* **Work instructions**
Pull out every line below that holds the word "path".

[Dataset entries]

• • • •

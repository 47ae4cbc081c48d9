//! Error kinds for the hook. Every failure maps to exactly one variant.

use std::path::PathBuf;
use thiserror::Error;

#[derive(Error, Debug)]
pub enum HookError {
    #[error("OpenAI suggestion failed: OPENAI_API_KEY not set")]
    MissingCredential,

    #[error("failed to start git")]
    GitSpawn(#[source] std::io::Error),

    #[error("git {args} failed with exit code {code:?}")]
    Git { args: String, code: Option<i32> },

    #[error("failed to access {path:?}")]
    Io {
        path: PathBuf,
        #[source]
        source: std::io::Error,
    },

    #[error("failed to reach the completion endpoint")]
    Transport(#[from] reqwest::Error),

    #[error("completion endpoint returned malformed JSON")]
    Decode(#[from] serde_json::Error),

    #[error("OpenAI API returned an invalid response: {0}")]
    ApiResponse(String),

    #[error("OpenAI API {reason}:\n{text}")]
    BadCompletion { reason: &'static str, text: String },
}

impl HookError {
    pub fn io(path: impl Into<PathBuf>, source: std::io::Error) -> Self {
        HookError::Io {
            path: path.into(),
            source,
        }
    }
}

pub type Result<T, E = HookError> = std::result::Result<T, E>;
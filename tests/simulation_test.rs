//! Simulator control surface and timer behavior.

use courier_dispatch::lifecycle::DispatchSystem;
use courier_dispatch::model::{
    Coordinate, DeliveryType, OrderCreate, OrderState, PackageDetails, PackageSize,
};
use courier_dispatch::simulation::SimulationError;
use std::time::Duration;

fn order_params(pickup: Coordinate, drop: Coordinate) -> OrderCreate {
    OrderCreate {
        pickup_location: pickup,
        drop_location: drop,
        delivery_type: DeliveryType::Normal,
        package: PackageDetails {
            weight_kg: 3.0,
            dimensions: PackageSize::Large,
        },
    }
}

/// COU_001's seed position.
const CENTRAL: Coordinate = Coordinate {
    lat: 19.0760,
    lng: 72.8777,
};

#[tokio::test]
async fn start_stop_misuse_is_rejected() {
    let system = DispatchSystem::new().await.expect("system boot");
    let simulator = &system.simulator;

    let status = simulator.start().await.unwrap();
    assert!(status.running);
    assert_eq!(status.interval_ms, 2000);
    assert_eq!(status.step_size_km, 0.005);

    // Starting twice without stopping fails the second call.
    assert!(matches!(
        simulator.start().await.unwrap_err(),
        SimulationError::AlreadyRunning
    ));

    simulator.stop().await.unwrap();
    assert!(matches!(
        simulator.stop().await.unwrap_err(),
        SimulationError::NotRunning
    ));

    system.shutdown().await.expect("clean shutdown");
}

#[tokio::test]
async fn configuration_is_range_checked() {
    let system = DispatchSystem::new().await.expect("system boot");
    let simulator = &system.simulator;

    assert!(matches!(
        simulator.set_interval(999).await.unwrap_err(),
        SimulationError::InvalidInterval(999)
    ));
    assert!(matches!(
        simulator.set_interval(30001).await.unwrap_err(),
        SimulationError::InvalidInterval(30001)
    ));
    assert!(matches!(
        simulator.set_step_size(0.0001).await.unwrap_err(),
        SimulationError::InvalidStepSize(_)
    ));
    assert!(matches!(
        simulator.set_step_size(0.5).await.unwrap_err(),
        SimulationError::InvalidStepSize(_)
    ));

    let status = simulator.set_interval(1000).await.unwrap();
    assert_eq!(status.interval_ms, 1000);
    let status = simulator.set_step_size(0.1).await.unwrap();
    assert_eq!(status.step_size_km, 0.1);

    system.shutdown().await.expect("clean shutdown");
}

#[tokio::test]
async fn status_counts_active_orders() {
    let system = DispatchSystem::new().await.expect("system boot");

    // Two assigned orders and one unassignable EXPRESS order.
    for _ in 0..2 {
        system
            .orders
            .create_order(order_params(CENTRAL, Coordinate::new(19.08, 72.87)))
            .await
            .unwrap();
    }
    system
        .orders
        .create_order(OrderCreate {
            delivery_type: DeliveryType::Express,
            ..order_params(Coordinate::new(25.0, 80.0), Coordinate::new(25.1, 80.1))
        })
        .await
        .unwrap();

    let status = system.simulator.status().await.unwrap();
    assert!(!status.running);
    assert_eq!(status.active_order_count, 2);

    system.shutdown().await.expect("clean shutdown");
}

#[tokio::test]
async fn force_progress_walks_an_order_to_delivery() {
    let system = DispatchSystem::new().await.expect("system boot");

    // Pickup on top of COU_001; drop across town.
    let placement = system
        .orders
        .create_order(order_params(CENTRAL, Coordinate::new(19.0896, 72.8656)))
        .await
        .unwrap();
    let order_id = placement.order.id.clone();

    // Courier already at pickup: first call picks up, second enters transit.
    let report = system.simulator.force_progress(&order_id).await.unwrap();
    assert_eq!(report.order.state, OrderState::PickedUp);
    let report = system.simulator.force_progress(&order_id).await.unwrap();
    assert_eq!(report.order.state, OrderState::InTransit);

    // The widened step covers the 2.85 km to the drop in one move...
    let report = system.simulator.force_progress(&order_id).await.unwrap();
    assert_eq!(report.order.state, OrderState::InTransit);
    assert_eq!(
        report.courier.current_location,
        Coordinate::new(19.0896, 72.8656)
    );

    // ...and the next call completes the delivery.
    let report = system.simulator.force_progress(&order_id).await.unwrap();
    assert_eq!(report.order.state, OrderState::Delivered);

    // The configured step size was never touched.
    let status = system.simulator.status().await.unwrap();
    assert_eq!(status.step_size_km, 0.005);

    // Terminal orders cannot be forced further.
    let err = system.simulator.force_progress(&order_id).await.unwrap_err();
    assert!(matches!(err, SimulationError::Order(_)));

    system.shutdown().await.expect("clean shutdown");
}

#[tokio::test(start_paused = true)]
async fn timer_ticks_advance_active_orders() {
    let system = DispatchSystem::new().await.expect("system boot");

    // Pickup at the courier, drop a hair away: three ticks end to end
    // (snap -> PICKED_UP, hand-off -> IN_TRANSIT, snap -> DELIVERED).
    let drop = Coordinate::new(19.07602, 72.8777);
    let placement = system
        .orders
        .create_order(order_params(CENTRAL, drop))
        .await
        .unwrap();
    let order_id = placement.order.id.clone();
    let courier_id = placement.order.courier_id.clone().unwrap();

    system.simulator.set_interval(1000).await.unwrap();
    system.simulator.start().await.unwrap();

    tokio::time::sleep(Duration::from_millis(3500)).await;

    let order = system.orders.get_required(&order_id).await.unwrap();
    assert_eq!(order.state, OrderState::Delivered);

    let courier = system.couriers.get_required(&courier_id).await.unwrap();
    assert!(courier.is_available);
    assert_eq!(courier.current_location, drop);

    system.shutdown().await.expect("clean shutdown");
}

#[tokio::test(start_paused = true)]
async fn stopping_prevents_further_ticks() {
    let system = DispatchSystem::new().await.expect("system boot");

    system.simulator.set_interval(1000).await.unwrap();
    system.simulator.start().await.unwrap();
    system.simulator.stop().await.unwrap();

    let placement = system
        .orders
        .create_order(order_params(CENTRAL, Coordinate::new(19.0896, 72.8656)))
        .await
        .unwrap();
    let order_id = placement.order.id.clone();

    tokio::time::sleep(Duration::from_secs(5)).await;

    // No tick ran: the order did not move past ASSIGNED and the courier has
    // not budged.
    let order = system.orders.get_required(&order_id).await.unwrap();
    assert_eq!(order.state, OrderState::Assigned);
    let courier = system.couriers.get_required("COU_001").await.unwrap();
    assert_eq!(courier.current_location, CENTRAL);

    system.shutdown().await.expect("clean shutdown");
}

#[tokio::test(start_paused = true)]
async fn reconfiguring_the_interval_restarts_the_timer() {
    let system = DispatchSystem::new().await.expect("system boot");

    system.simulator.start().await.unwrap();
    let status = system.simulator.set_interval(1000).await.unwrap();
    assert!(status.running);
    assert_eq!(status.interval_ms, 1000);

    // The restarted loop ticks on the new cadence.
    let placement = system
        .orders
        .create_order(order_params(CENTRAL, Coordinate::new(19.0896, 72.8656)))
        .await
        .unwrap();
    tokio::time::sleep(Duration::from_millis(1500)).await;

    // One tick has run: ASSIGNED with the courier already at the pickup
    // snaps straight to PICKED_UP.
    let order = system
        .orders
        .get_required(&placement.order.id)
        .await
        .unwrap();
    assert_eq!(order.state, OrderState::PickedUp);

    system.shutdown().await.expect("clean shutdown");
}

• • • •

* **Written response**
use std::path::PathBuf;
    #[error("failed to access {path:?}")]
        path: PathBuf,
    pub fn io(path: impl Into<PathBuf>, source: std::io::Error) -> Self {
            path: path.into(),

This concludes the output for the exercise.